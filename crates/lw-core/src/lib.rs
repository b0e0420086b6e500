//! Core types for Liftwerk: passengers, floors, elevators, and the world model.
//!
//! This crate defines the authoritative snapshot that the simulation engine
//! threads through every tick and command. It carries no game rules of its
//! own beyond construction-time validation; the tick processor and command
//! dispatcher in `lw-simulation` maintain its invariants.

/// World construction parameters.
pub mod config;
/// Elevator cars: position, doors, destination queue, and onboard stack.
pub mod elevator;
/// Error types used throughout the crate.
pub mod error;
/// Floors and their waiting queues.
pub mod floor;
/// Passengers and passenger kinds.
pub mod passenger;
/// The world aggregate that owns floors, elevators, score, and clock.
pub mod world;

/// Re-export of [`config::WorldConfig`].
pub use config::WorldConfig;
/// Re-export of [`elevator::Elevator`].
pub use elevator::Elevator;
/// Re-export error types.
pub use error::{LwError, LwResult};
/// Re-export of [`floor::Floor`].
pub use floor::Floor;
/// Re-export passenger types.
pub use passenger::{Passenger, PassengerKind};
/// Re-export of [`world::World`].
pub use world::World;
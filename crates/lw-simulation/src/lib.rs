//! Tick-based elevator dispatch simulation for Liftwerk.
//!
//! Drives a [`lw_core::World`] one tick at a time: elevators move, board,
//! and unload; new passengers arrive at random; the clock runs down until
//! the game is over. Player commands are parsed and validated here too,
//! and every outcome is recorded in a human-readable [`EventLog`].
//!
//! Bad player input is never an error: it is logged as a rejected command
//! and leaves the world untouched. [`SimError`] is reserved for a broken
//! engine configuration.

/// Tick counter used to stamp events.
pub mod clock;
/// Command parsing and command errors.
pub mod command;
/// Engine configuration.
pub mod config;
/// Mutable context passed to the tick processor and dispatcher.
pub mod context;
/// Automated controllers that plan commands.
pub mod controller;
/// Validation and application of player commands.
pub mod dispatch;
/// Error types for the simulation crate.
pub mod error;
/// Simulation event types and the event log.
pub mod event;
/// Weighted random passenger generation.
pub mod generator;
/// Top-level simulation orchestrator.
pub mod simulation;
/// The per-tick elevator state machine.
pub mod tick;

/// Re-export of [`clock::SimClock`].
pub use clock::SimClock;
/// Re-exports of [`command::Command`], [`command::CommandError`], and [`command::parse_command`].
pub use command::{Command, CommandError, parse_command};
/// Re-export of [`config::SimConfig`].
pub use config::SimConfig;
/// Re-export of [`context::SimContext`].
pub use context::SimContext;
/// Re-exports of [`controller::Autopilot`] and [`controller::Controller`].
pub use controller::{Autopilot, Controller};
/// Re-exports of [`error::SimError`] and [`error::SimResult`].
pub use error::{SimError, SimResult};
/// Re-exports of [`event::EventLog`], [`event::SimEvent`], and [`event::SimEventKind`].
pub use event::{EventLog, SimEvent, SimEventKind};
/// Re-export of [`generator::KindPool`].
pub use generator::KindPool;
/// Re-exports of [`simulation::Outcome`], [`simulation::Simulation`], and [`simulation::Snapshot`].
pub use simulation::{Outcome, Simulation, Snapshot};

--

[ACTION ITEM] Please give an exact copy of the lines above, beginning with the line containing "rules of its" and running through the line containing "a rejected command", and of no other lines.

[SOLUTION FOR THIS PROBLEM]
//! threads through every tick and command. It carries no game rules of its
//! own beyond construction-time validation; the tick processor and command
//! dispatcher in `lw-simulation` maintain its invariants.

/// World construction parameters.
pub mod config;
/// Elevator cars: position, doors, destination queue, and onboard stack.
pub mod elevator;
/// Error types used throughout the crate.
pub mod error;
/// Floors and their waiting queues.
pub mod floor;
/// Passengers and passenger kinds.
pub mod passenger;
/// The world aggregate that owns floors, elevators, score, and clock.
pub mod world;

/// Re-export of [`config::WorldConfig`].
pub use config::WorldConfig;
/// Re-export of [`elevator::Elevator`].
pub use elevator::Elevator;
/// Re-export error types.
pub use error::{LwError, LwResult};
/// Re-export of [`floor::Floor`].
pub use floor::Floor;
/// Re-export passenger types.
pub use passenger::{Passenger, PassengerKind};
/// Re-export of [`world::World`].
pub use world::World;
filename crates/lw-simulation/src/lib.rs
//! Tick-based elevator dispatch simulation for Liftwerk.
//!
//! Drives a [`lw_core::World`] one tick at a time: elevators move, board,
//! and unload; new passengers arrive at random; the clock runs down until
//! the game is over. Player commands are parsed and validated here too,
//! and every outcome is recorded in a human-readable [`EventLog`].
//!
//! Bad player input is never an error: it is logged as a rejected command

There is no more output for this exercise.